Supper was over. Slowly Glebov licked the bowl and brushed the breadcrumbs methodically from the table into his left palm. Without swallowing, he felt each miniature fragment of bread in his mouth coated greedily with a thick layer of saliva. Glebov couldn’t have said whether it tasted good or not. Taste was an entirely different thing, not worthy to be compared with this passionate sensation that made all else recede into oblivion. Glebov was in no hurry to swallow; the bread itself melted in his mouth and quickly vanished.

Bagretsov’s cavernous, gleaming eyes stared into Glebov’s mouth without interruption.
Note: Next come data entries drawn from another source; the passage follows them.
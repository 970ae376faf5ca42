//! Nodes: the units of computation, and the behaviour contract their
//! authors implement.
//!
//! A node owns a slot table, a user-supplied behaviour, its position in
//! the graph (ancestor and descendant completion maps) and a broadcast
//! channel for its observable events. Nodes are shared-ownership
//! entities: every neighbour holds a strong handle, the engine itself
//! holds none, so a node is released as soon as its last neighbour (or
//! the caller) lets go.

use crate::error::{Result, SluiceError};
use crate::rules::PropagationRules;
use crate::slot::{SlotSpec, SlotTable};
use crate::types::NodeId;
use crate::value::Value;
use parking_lot::Mutex;
use std::fmt;
use std::sync::atomic::{AtomicBool, Ordering};
use std::sync::Arc;
use tokio::sync::broadcast;

const EVENT_CHANNEL_CAPACITY: usize = 64;

/// The contract a node author implements.
///
/// A behaviour declares its slots once, gets two configuration hooks
/// (`setup` before parameters are applied, `init` after) and supplies the
/// `run` procedure that reads inputs and parameters and writes outputs.
/// Returning an error from `run` aborts the node; use
/// [`SluiceError::aborted`] for an explicit message.
pub trait Behaviour: Send + 'static {
    /// Stable name identifying this behaviour in diagnostics.
    fn class_tag(&self) -> &'static str;

    /// The slot table this behaviour declares.
    fn slots(&self) -> Vec<SlotSpec>;

    /// Hook run before parameters are applied.
    fn setup(&mut self, _io: &mut SlotTable) -> Result<()> {
        Ok(())
    }

    /// Hook run after parameters are applied.
    fn init(&mut self, _io: &mut SlotTable) -> Result<()> {
        Ok(())
    }

    /// The computation. Runs at most once, after every ancestor has
    /// finished and its outputs have been transferred in.
    fn run(&mut self, io: &mut SlotTable) -> Result<()>;
}

/// Observable events a node publishes.
#[derive(Debug, Clone)]
pub enum NodeEvent {
    /// The node's `run` is about to begin.
    JustStarted {
        /// The node that started.
        node: NodeId,
    },
    /// The node's `run` completed successfully.
    JustFinished {
        /// The node that finished.
        node: NodeId,
    },
    /// The node aborted.
    Raise {
        /// The node that raised.
        node: NodeId,
        /// The abort message.
        message: String,
    },
}

/// One neighbour and whether it has finished.
pub(crate) struct NeighborEntry {
    pub(crate) node: Arc<Node>,
    pub(crate) done: bool,
}

/// Mutable node state: lifecycle flags and the two completion maps.
///
/// Everything here is guarded by one mutex so that concurrent completion
/// events from several ancestors serialise their bookkeeping and the
/// readiness check + `started` flip form a single critical section.
pub(crate) struct NodeState {
    pub(crate) started: bool,
    pub(crate) finished: bool,
    pub(crate) aborted: bool,
    pub(crate) abort_message: Option<String>,
    pub(crate) ancestors: Vec<NeighborEntry>,
    pub(crate) descendants: Vec<NeighborEntry>,
}

/// Outcome of an attempt to claim a node for execution.
#[derive(Debug, Clone, Copy, PartialEq, Eq)]
pub(crate) enum StartOutcome {
    /// The node was claimed; the caller must dispatch it.
    Started,
    /// Some ancestor has not finished yet.
    NotReady,
    /// Already started or aborted; nothing to do.
    Skip,
}

/// A unit of computation in a dataflow graph.
pub struct Node {
    id: NodeId,
    class_tag: &'static str,
    nickname: String,
    keep_input: AtomicBool,
    parallel_execution: AtomicBool,
    rules: PropagationRules,
    pub(crate) behaviour: Mutex<Box<dyn Behaviour>>,
    pub(crate) slots: Mutex<SlotTable>,
    pub(crate) state: Mutex<NodeState>,
    events: broadcast::Sender<NodeEvent>,
}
None of them had enough will power to take his eyes from food disappearing in another’s mouth. Glebov swallowed his saliva, and Bagretsov immediately shifted his gaze to the horizon – to the large orange moon crawling out on to the sky.

‘It’s time,’ said Bagretsov. Slowly they set out along a path leading to a large rock and climbed up on to a small terrace encircling the hill. Although the sun had just set, cold had already settled into the rocks that in the daytime burned the soles of feet that were bare inside the rubber galoshes. Glebov buttoned his quilted jacket. Walking provided no warmth.

‘Is it much farther?’ he asked in a whisper.

‘Some way,’ Bagretsov answered quietly.

They sat down to rest. They had nothing to say or even think of – everything was clear and simple. In a flat area at the end of the terrace were mounds of stone dug from the ground and drying moss that had been ripped from its bed.

‘I could have handled this myself,’ Bagretsov smiled wryly. ‘But it’s more cheerful work if there are two of us. Then, too, I figured you were an old friend…’

They had both been brought on the same ship the previous year.

Bagretsov stopped: ‘Get down or they’ll see us.’

They lay down and began to toss the stones to the side. None of the rocks was too big for two men to lift since the people who had heaped them up that morning were no stronger than Glebov.